■ WHAT NEEDS TO BE DONE ■
Please restate, word for word, the lines below that begin at the one with "lenient: bytes that" and end at the one with "let read = self". Leave out all other lines.

■ DATASET EXTRACT ■
::::
//! Seekable line reader for listing files
//!
//! Listing files are multi-megabyte ASCII reports that are read twice: a
//! forward indexing pass recording byte offsets, then seek-and-extract calls
//! per recorded block. This reader tracks the byte position of every line it
//! hands out and decodes leniently, replacing undecodable bytes instead of
//! propagating decode errors.

use crate::{Error, Result};
use std::fs::File;
use std::io::{BufRead, BufReader, Seek, SeekFrom};
use std::path::{Path, PathBuf};

/// Buffered, position-tracking reader over one listing file
///
/// The file handle is owned by the reader and released when it is dropped.
#[derive(Debug)]
pub struct ListingReader {
    reader: BufReader<File>,
    position: u64,
    path: PathBuf,
    buf: Vec<u8>,
}

impl ListingReader {
    /// Open a listing file for reading
    ///
    /// Fails fast when the file does not exist; this is the hard precondition
    /// of every parsing operation.
    pub fn open(path: &Path) -> Result<Self> {
        let file = File::open(path).map_err(|e| match e.kind() {
            std::io::ErrorKind::NotFound => Error::file_not_found(path.display().to_string()),
            _ => Error::io(format!("Failed to open {}", path.display()), e),
        })?;
        Ok(Self {
            reader: BufReader::new(file),
            position: 0,
            path: path.to_path_buf(),
            buf: Vec::with_capacity(128),
        })
    }

    /// Byte offset the next `read_line` call will start from
    pub fn position(&self) -> u64 {
        self.position
    }

    /// Path of the underlying file
    pub fn path(&self) -> &Path {
        &self.path
    }

    /// Seek to an absolute byte offset
    pub fn seek(&mut self, offset: u64) -> Result<()> {
        self.reader
            .seek(SeekFrom::Start(offset))
            .map_err(|e| Error::io(format!("Failed to seek in {}", self.path.display()), e))?;
        self.position = offset;
        Ok(())
    }

    /// Read the next line, without its terminator
    ///
    /// Returns `Ok(None)` at end of stream. Decoding is lenient: bytes that
    /// are not valid UTF-8 are replaced, never reported as errors.
    pub fn read_line(&mut self) -> Result<Option<String>> {
        self.buf.clear();
        let read = self
            .reader
            .read_until(b'\n', &mut self.buf)
            .map_err(|e| Error::io(format!("Failed to read {}", self.path.display()), e))?;
        if read == 0 {
            return Ok(None);
        }
        self.position += read as u64;

        let mut end = self.buf.len();
        if end > 0 && self.buf[end - 1] == b'\n' {
            end -= 1;
        }
        if end > 0 && self.buf[end - 1] == b'\r' {
            end -= 1;
        }
        Ok(Some(String::from_utf8_lossy(&self.buf[..end]).into_owned()))
    }
}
::::
■ TASK SOLUTION ■
    /// Returns `Ok(None)` at end of stream. Decoding is lenient: bytes that
    /// are not valid UTF-8 are replaced, never reported as errors.
    pub fn read_line(&mut self) -> Result<Option<String>> {
        self.buf.clear();
        let read = self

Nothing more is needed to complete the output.